Жалованье, просимое ими, являлось вознаграждением за информацию. Но вовсе не на денежных подачках из Москвы базировалось их благосостояние. Некоторая часть многочисленной духовной прослойки — в частности, семьи саидов (в конце 1610-х годов только в Астрахани их насчитывалось двенадцать — НКС, 1619 г., д. 2, л. 209) — обитала зачастую в кочевой среде, вела типичный для кочевников образ жизни и так же передвигалась по сезонным маршрутам. Сайф ад-Дин б. Калеват, главный сайд Иштерека, писал, что «исстари… отцы наши и деды кочевали по Волге реке и по Еику. А после отцов своих и я… живучи на тех же отца своего юртех в кочевьях… Бога молю» (впрочем, около 1615 г. он перебрался на жительство в Астрахань) (НКС, 1619 г., д. 2, л. 209, 288–289). И не только Сайф ад-Дин, но на начало XVII в. «на поле… у них (т. е. в степи среди ногаев. — В.Т.), по их бусулманскому закону, по всякой правде, меж их те ж сеиты живут» (Акты 1918, с. 100; НКС, 1604 г., д. 3, л. 58).

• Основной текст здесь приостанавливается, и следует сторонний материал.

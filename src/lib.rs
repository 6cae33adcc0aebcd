//! TagLog: tolerant extraction, repair, and merge engine
//!
//! Turns unreliable LLM-emitted "TagLog" text — a constrained, quasi-XML
//! dialect with no attributes, no namespaces, and one nesting level — into
//! validated, internally-consistent typed results, and folds per-chunk
//! results into a single master accumulator.
//!
//! # Core concepts
//!
//! - **Repair**: known tag-mismatch mistakes are rewritten to the canonical
//!   pair, every rewrite counted
//! - **Extraction**: permissive per-mode record extraction with documented
//!   field defaults; one malformed chunk never aborts a run
//! - **Sanitization**: referential integrity enforced by a stub-or-drop
//!   policy, with every repair and drop reflected in a [`SanitizerReport`]
//! - **Merge**: shape-specific accumulation into a single-writer master,
//!   finished by a global integrity pass
//!
//! # Example
//!
//! ```
//! use taglog::{AnalysisMode, AnalysisSession};
//!
//! let mut session = AnalysisSession::new(AnalysisMode::Graph);
//! session.ingest(
//!     "<chunk><graph><node><id>per_scott</id><label>Scott</label></node></graph></chunk>",
//!     1,
//! );
//! let output = session.finish();
//! assert_eq!(output.chunks_processed, 1);
//! assert_eq!(output.report.nodes_kept, 1);
//! ```

pub mod extract;
pub mod merge;
mod model;
pub mod repair;
pub mod sanitize;
pub mod scan;
mod session;


pub use model::{
    clamp_weight, AnalysisMode, DashboardReport, Dynamic, Edge, GraphResult, ModeResult, Node,
    NodeSet, ParseModeError, SanitizerReport, SubjectState, SubtextAnalysis, TimelineEvent,
    TimelineResult, DEFAULT_INTENSITY, UNKNOWN_TYPE, WEIGHT_MAX, WEIGHT_MIN,
};
pub use session::{AnalysisSession, RunId, RunOutput};

/// Library version
pub const VERSION: &str = env!("CARGO_PKG_VERSION");
//! Record types for the non-graph analysis modes

use serde::{Deserialize, Serialize};

/// Intensity used when the `<intensity>` tag is missing or unparseable.
pub const DEFAULT_INTENSITY: u8 = 5;

/// One flashpoint on the timeline.
///
/// `timestamp` is free-form text, never parsed to a calendar type —
/// chronological ordering is a presentation concern.
#[derive(Debug, Clone, PartialEq, Eq, Serialize, Deserialize)]
#[serde(rename_all = "camelCase")]
pub struct TimelineEvent {
    pub timestamp: String,
    /// Short title, extracted from the `<title>` tag
    pub event: String,
    /// Why the event matters
    pub significance: String,
    /// 1–10, defaults to [`DEFAULT_INTENSITY`]
    pub intensity: u8,
    /// Enum-like free text (`Low`, `Medium`, `High`)
    pub volume: String,
    /// Comma-separated in the source text, empties filtered
    pub tags: Vec<String>,
    /// Chunk this event was extracted from
    pub chunk_id: u32,
}

/// High-level synthesis accumulated across chunks.
#[derive(Debug, Clone, Default, PartialEq, Eq, Serialize, Deserialize)]
#[serde(rename_all = "camelCase")]
pub struct DashboardReport {
    pub title: String,
    /// Grows by concatenation, one chunk's summary per line
    pub executive_summary: String,
    /// Append-only
    pub action_items: Vec<String>,
}

/// Current psychological state of one subject.
///
/// Each chunk redescribes the subject's state, so merging replaces the
/// prior value rather than accumulating.
#[derive(Debug, Clone, Default, PartialEq, Eq, Serialize, Deserialize)]
#[serde(rename_all = "camelCase")]
pub struct SubjectState {
    pub psychological_state: String,
}

/// One observed interaction and its likely underlying meaning.
#[derive(Debug, Clone, PartialEq, Eq, Serialize, Deserialize)]
#[serde(rename_all = "camelCase")]
pub struct Dynamic {
    pub observation: String,
    pub implication: String,
    /// Chunk this dynamic was extracted from
    pub chunk_id: u32,
}

/// Dual-channel subtext analysis.
///
/// The two subject fields mirror the `<scott_psych>`/`<mer_psych>` tags the
/// TagLog dialect defines.
#[derive(Debug, Clone, Default, PartialEq, Eq, Serialize, Deserialize)]
#[serde(rename_all = "camelCase")]
pub struct SubtextAnalysis {
    pub scott: SubjectState,
    pub mer: SubjectState,
    /// Append-only across chunks
    pub unspoken_dynamics: Vec<Dynamic>,
}

#[cfg(test)]
mod tests {
    use super::*;

    #[test]
    fn subtext_serializes_with_original_field_names() {
        let analysis = SubtextAnalysis {
            scott: SubjectState {
                psychological_state: "calm".to_string(),
            },
            mer: SubjectState::default(),
            unspoken_dynamics: vec![Dynamic {
                observation: "long pause".to_string(),
                implication: "hesitation".to_string(),
                chunk_id: 1,
            }],
        };
        let json = serde_json::to_value(&analysis).unwrap();
        assert_eq!(json["scott"]["psychologicalState"], "calm");
        assert_eq!(json["unspokenDynamics"][0]["observation"], "long pause");
        assert_eq!(json["unspokenDynamics"][0]["chunkId"], 1);
    }

    #[test]
    fn dashboard_serializes_with_original_field_names() {
        let report = DashboardReport {
            title: "Week 1".to_string(),
            executive_summary: "Summary".to_string(),
            action_items: vec!["2024-01-01 | Scott | Call".to_string()],
        };
        let json = serde_json::to_value(&report).unwrap();
        assert_eq!(json["executiveSummary"], "Summary");
        assert_eq!(json["actionItems"][0], "2024-01-01 | Scott | Call");
    }
}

При этом, насколько можно понять из слов Сайф ад-Дина, в Мангытском юрте у саидов сформировалось уже наследственное пользование кочевьями и владение «улусными людьми». Тот же сайд упоминал находившиеся под его началом десять семей, «которые при отце моем и при деде отцу моему и деду [служи?]ли». В 1633 г. они перечислены подробнее в росписи населения астраханских юртов: дворовых людей 10 и захребетник (неимущий; может быть, слуга) 1; улусников— «прожиточных» 18, их «братьи» 3, детей 6, захребетник 1; «прожитком середних» 12, их «братьи» 2, детей 30, захребетник 1; «бедных людей» 40, их «братьи» 6, детей 5 (НКС, 1619 г., д. 2, л. 290; 1633 г., д. 1, л. 33).

О владениях других категорий духовенства почти ничего не известно, но, наверное, они тоже обладали каким-то имущественным достоянием, о чем можно судить по фактам угона лошадей из табунов, принадлежавших муллам (см., например: НКС, 1619 г., д. 2, л. 180, 180 об.). Изредка в документах проскальзывают упоминания о наследственной подчиненности главе Ногайской Орды четырех улусов — Сеит, Хоза, Базар, Сарайчук (НКС, 1627 г., д. 3, л. 15). Улусы Сеит и Хоза — это владения саидов и ходжей, возможно, какой-то аналог вакуфного земельного фонда. В 1585 г. казаки совершили набег на «Хозины улусы на богомолцовы — на Кара хозин и на Бабе хозин, и на Кара Асман хозин, и улусы погромили». Это случилось где-то поблизости от Яика. Глава ходжей Кара-Осман-ходжа бежал, а его жена, сестра бия Уруса, попала в плен (НКС, 1585 г., д. б/№, л. 3; 1586 г., Д. 5, л. 2).

Впрочем, профессиональные служители культа в Ногайской Орде едва ли были многочисленны и имели возможность и желание обзаводиться стадами. Ж. де Люк прямо указывал, что «мусульманские богословы не живут между ними, так как не могут привыкнуть к их образу жизни» (Люк 1879, с. 485).